Students

MECH304 – Applied Numerical Engineering

2017 – S2 Day

General Information

Download as PDF
Unit convenor and teaching staff Unit convenor and teaching staff Lecturer
Ann Lee
ann.lee@mq.edu.au
Contact via 98509069
Room 142, Level 1, E6B Building
Thursday 2pm-4pm
Credit points Credit points
3
Prerequisites Prerequisites
COMP115 and MECH202 and MECH204
Corequisites Corequisites
Co-badged status Co-badged status
Unit description Unit description
The unit is designed to teach the students applications of mathematical equations commonly used in engineering practice, specifically in computational fluid dynamics (CFD) and finite element analysis (FEA). The students will have prior knowledge of the required mathematical concepts and will learn how to apply those in real-world engineering. It covers a broad range of topics, such as numerical differentiation and integration of differential equations and partial differential equations, central differencing schemes, Runge-Kutta methods, stiffness and multistep methods and boundary value and eigenvalue problems that have specific applications to real world engineering problems.
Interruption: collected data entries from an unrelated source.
use crate::cli::ServeArgs;
use crate::infra::{AppState, InMemoryFormRepository};
use crate::routes::with_intake_routes;
use axum::Extension;
use axum_prometheus::PrometheusMetricLayer;
use eb1a_intake::config::AppConfig;
use eb1a_intake::error::AppError;
use eb1a_intake::intake::{IntakeService, LocalDirectoryStore};
use eb1a_intake::telemetry;
use std::sync::atomic::Ordering;
use std::sync::Arc;
use tracing::info;

pub(crate) async fn run(args: ServeArgs) -> Result<(), AppError> {
    let mut config = AppConfig::load()?;
    apply_overrides(&mut config, args);
    let public_url = config.uploads.public_url(&config.server);

    telemetry::init(&config.telemetry)?;

    tokio::fs::create_dir_all(&config.uploads.directory).await?;

    let (prometheus_layer, prometheus_handle) = PrometheusMetricLayer::pair();
    let readiness_flag = Arc::new(std::sync::atomic::AtomicBool::new(false));
    let app_state = AppState {
        readiness: readiness_flag.clone(),
        metrics: Arc::new(prometheus_handle),
        upload_root: Arc::new(config.uploads.directory.clone()),
    };

    let repository = Arc::new(InMemoryFormRepository::default());
    let store = Arc::new(LocalDirectoryStore::new(
        config.uploads.directory.clone(),
        public_url.clone(),
    ));
    let intake_service = Arc::new(IntakeService::new(
        repository,
        store,
        config.uploads.policy(),
    ));

    let app = with_intake_routes(intake_service)
        .layer(Extension(app_state))
        .layer(prometheus_layer);

    let addr = config.server.socket_addr()?;
    let listener = tokio::net::TcpListener::bind(addr).await?;
    readiness_flag.store(true, Ordering::Release);

    info!(
        ?config.environment,
        %addr,
        uploads = %config.uploads.directory.display(),
        %public_url,
        max_upload_mb = config.uploads.max_megabytes,
        "eb1a intake service ready"
    );

    axum::serve(listener, app).await?;
    Ok(())
}

fn apply_overrides(config: &mut AppConfig, args: ServeArgs) {
    let ServeArgs {
        host,
        port,
        upload_dir,
    } = args;

    if let Some(host) = host {
        config.server.host = host;
    }
    if let Some(port) = port {
        config.server.port = port;
    }
    if let Some(directory) = upload_dir {
        config.uploads.directory = directory;
    }
}

#[cfg(test)]
mod tests {
    use super::*;
    use eb1a_intake::config::{AppEnvironment, ServerConfig, TelemetryConfig, UploadConfig};
    use std::path::PathBuf;

    fn config(public_base_url: Option<&str>) -> AppConfig {
        AppConfig {
            environment: AppEnvironment::Test,
            server: ServerConfig {
                host: "127.0.0.1".to_string(),
                port: 3000,
            },
            telemetry: TelemetryConfig {
                log_level: "info".to_string(),
            },
            uploads: UploadConfig {
                max_megabytes: 10,
                directory: PathBuf::from("uploads"),
                public_base_url: public_base_url.map(str::to_string),
            },
        }
    }

    #[test]
    fn overridden_port_is_reflected_in_upload_urls() {
        let mut config = config(None);
        apply_overrides(
            &mut config,
            ServeArgs {
                host: None,
                port: Some(8080),
                upload_dir: Some(PathBuf::from("/srv/evidence")),
            },
        );

        assert_eq!(config.server.port, 8080);
        assert_eq!(config.uploads.directory, PathBuf::from("/srv/evidence"));
        assert_eq!(
            config.uploads.public_url(&config.server),
            "http://127.0.0.1:8080/files"
        );
    }

    #[test]
    fn explicit_public_base_url_survives_overrides() {
        let mut config = config(Some("https://cdn.example.org/eb1a"));
        apply_overrides(
            &mut config,
            ServeArgs {
                host: Some("0.0.0.0".to_string()),
                port: Some(9090),
                upload_dir: None,
            },
        );

        assert_eq!(
            config.uploads.public_url(&config.server),
            "https://cdn.example.org/eb1a"
        );
    }
}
The unit will also emphasize error analysis, optimization techniques and curve fitting methods that are applied in practical engineering fields.

Important Academic Dates

Information about important academic dates including deadlines for withdrawing from units are available at https://www.mq.edu.au/study/calendar-of-dates

Learning Outcomes

On successful completion of this unit, you will be able to:

  • Understand how engineering problems can be solved using basic mathematical models and numerical methods
  • Ability to identify risk associated with floating point computations and perform error analysis
  • Ability to develop techniques for accurate and efficient solution of models based on linear and nonlinear equations, ordinary equations and partial differential equations
  • Demonstrate skill in Matlab as the tool to implement numerical analysis for practical engineering problems

General Assessment Information

Student must achieve at least a 50% aggregate grade and meet the hurdle requirement in order to obtain a passing grade (P/CR/D/HD).

Notifications

Formal notification of assessment tasks, grading rubrics and due dates will be posted on iLearn. Although all reasonable measures to ensure the information is accurate, the University reserves the right to make changes without notice. Each student is responsible for checking iLearn for changes and updates.

Assignment Tasks

Assignment Problems will be posted on iLearn at least two weeks before their submission date. Assignment solutions will be demonstrated by the tutor within a week after the submission date in the tutorial class. Submissions will not be accepted once the solution is given. 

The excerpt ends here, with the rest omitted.